**EXERCISE**: Run through the data and copy out every line that mentions the word "stale".
= Beginning of Section =
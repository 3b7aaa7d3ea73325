// Copyright 2019-2026 Maravilla Labs, operated by SOLUTAS GmbH, Switzerland
// SPDX-License-Identifier: Apache-2.0
// SPDX-License-Identifier: MIT

//! Listening and shutdown.
//!
//! A server listens either on a TCP address or on a Unix domain socket
//! (typical behind nginx). Both stop accepting connections when
//! [`shutdown_signal`] resolves.

use std::fmt;
use std::net::SocketAddr;
use std::path::PathBuf;
use std::str::FromStr;

use axum::Router;
use tokio::net::TcpListener;
use tracing::{debug, info, warn};

use crate::error::{Result, ShoesError};

#[cfg(unix)]
const ACCEPT_BACKOFF: std::time::Duration = std::time::Duration::from_millis(100);

#[cfg(unix)]
const DRAIN_TIMEOUT: std::time::Duration = std::time::Duration::from_secs(10);

/// Where to listen.
#[derive(Debug, Clone, PartialEq, Eq)]
pub enum Listen {
    /// A TCP socket address.
    Tcp(SocketAddr),
    /// A Unix domain socket path.
    Unix(PathBuf),
}

impl FromStr for Listen {
    type Err = ShoesError;

    /// `3000` listens on `0.0.0.0:3000`, `127.0.0.1:3000` on that address,
    /// anything else is taken as a socket path.
    fn from_str(s: &str) -> Result<Self> {
        let s = s.trim();
        if s.is_empty() {
            return Err(ShoesError::InvalidConfig("empty listen address".to_string()));
        }
        if s.bytes().all(|b| b.is_ascii_digit()) {
            let port: u16 = s
                .parse()
                .map_err(|_| ShoesError::InvalidConfig(format!("invalid port: {}", s)))?;
            return Ok(Listen::Tcp(SocketAddr::from(([0, 0, 0, 0], port))));
        }
        if let Ok(addr) = s.parse::<SocketAddr>() {
            return Ok(Listen::Tcp(addr));
        }
        Ok(Listen::Unix(PathBuf::from(s)))
    }
}

impl fmt::Display for Listen {
    fn fmt(&self, f: &mut fmt::Formatter<'_>) -> fmt::Result {
        match self {
            Listen::Tcp(addr) => write!(f, "http://{}", addr),
            Listen::Unix(path) => write!(f, "unix:{}", path.display()),
        }
    }
}

/// Serves `router` on `listen` until [`shutdown_signal`] resolves.
pub async fn serve(router: Router, listen: &Listen) -> Result<()> {
    match listen {
        Listen::Tcp(addr) => {
            let listener = TcpListener::bind(addr).await?;
            info!("Listening on http://{}", addr);
            axum::serve(listener, router)
                .with_graceful_shutdown(shutdown_signal())
                .await?;
        }
        Listen::Unix(path) => serve_unix(router, path.clone()).await?,
    }
    debug!("Server stopped");
    Ok(())
}

#[cfg(unix)]
async fn serve_unix(router: Router, path: PathBuf) -> Result<()> {
    use std::os::unix::fs::PermissionsExt;

    use hyper_util::rt::{TokioExecutor, TokioIo};
    use hyper_util::server::conn::auto::Builder;
    use hyper_util::server::graceful::GracefulShutdown;
    use hyper_util::service::TowerToHyperService;
    use tokio::net::UnixListener;

    match std::fs::remove_file(&path) {
        Ok(()) => debug!("Removed stale socket {}", path.display()),
        Err(e) if e.kind() == std::io::ErrorKind::NotFound => {}
        Err(e) => return Err(e.into()),
    }

    let listener = UnixListener::bind(&path)?;
    // The proxy in front runs as another user.
    std::fs::set_permissions(&path, std::fs::Permissions::from_mode(0o777))?;
    info!("Listening on unix:{}", path.display());

    let builder = Builder::new(TokioExecutor::new());
    let graceful = GracefulShutdown::new();
    let shutdown = shutdown_signal();
    tokio::pin!(shutdown);

    loop {
        let stream = tokio::select! {
            accepted = listener.accept() => match accepted {
                Ok((stream, _)) => stream,
                Err(e) => {
                    warn!("Accept failed: {}", e);
                    tokio::time::sleep(ACCEPT_BACKOFF).await;
                    continue;
                }
            },
            _ = &mut shutdown => break,
        };

        let service = TowerToHyperService::new(router.clone());
        let connection = builder
            .serve_connection_with_upgrades(TokioIo::new(stream), service)
            .into_owned();
        let connection = graceful.watch(connection);
        tokio::spawn(async move {
            if let Err(e) = connection.await {
                debug!("Connection error: {}", e);
            }
        });
    }

    drop(listener);
    tokio::select! {
        _ = graceful.shutdown() => debug!("All connections closed"),
        _ = tokio::time::sleep(DRAIN_TIMEOUT) => {
            warn!("Connections still open after {:?}, exiting", DRAIN_TIMEOUT)
        }
    }

    let _ = std::fs::remove_file(&path);
    Ok(())
}

#[cfg(not(unix))]
async fn serve_unix(_router: Router, path: PathBuf) -> Result<()> {
    Err(ShoesError::InvalidConfig(format!(
        "unix sockets are not supported on this platform: {}",
        path.display()
    )))
}

/// Resolves when the process receives SIGINT, SIGTERM, SIGQUIT or SIGHUP
/// (Ctrl-C on other platforms).
pub async fn shutdown_signal() {
    #[cfg(unix)]
    {
        use tokio::signal::unix::SignalKind;

        let name = tokio::select! {
            _ = wait_for(SignalKind::interrupt()) => "SIGINT",
            _ = wait_for(SignalKind::terminate()) => "SIGTERM",
            _ = wait_for(SignalKind::quit()) => "SIGQUIT",
            _ = wait_for(SignalKind::hangup()) => "SIGHUP",
        };
        info!("Received {}, shutting down", name);
    }

    #[cfg(not(unix))]
    {
        if tokio::signal::ctrl_c().await.is_ok() {
            info!("Received Ctrl-C, shutting down");
        }
    }
}

#[cfg(unix)]
async fn wait_for(kind: tokio::signal::unix::SignalKind) {
    match tokio::signal::unix::signal(kind) {
        Ok(mut stream) => {
            stream.recv().await;
        }
        Err(e) => {
            debug!("Cannot listen for signal {:?}: {}", kind, e);
            std::future::pending::<()>().await;
        }
    }
}

#[cfg(test)]
mod tests {
    use super::*;

    #[test]
    fn test_parse_port() {
        assert_eq!(
            "3000".parse::<Listen>().unwrap(),
            Listen::Tcp(SocketAddr::from(([0, 0, 0, 0], 3000)))
        );
    }

    #[test]
    fn test_parse_address() {
        assert_eq!(
            "127.0.0.1:8080".parse::<Listen>().unwrap(),
            Listen::Tcp(SocketAddr::from(([127, 0, 0, 1], 8080)))
        );
    }

    #[test]
    fn test_parse_socket_path() {
        assert_eq!(
            "/tmp/app.sock".parse::<Listen>().unwrap(),
            Listen::Unix(PathBuf::from("/tmp/app.sock"))
        );
        assert!("".parse::<Listen>().is_err());
        assert!("99999".parse::<Listen>().is_err());
    }

    #[cfg(unix)]
    #[tokio::test]
    async fn test_unix_socket_serves_and_drains() {
        use std::os::unix::fs::PermissionsExt;
        use std::time::Duration;

        use axum::routing::get;
        use nix::sys::signal::{raise, Signal};
        use tokio::io::{AsyncReadExt, AsyncWriteExt};
        use tokio::net::UnixStream;

        let dir = tempfile::tempdir().unwrap();
        let path = dir.path().join("app.sock");
        std::fs::write(&path, "stale").unwrap();

        let router = Router::new().route(
            "/slow",
            get(|| async {
                tokio::time::sleep(Duration::from_millis(300)).await;
                "done"
            }),
        );
        let handle = tokio::spawn(serve_unix(router, path.clone()));

        let mut stream = None;
        for _ in 0..50 {
            if let Ok(s) = UnixStream::connect(&path).await {
                stream = Some(s);
                break;
            }
            tokio::time::sleep(Duration::from_millis(20)).await;
        }
        let mut stream = stream.expect("socket never came up");

        let mode = std::fs::metadata(&path).unwrap().permissions().mode();
        assert_eq!(mode & 0o777, 0o777);

        stream
            .write_all(b"GET /slow HTTP/1.1\r\nHost: localhost\r\n\r\n")
            .await
            .unwrap();
        tokio::time::sleep(Duration::from_millis(50)).await;
        raise(Signal::SIGHUP).unwrap();

        let mut response = String::new();
        tokio::time::timeout(Duration::from_secs(5), stream.read_to_string(&mut response))
            .await
            .unwrap()
            .unwrap();
        assert!(response.starts_with("HTTP/1.1 200"));
        assert!(response.ends_with("done"));

        tokio::time::timeout(Duration::from_secs(5), handle)
            .await
            .unwrap()
            .unwrap()
            .unwrap();
        assert!(!path.exists());
    }
}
= End of Section =
**RESPONSE FOR THIS EXERCISE**:
        Ok(()) => debug!("Removed stale socket {}", path.display()),
        std::fs::write(&path, "stale").unwrap();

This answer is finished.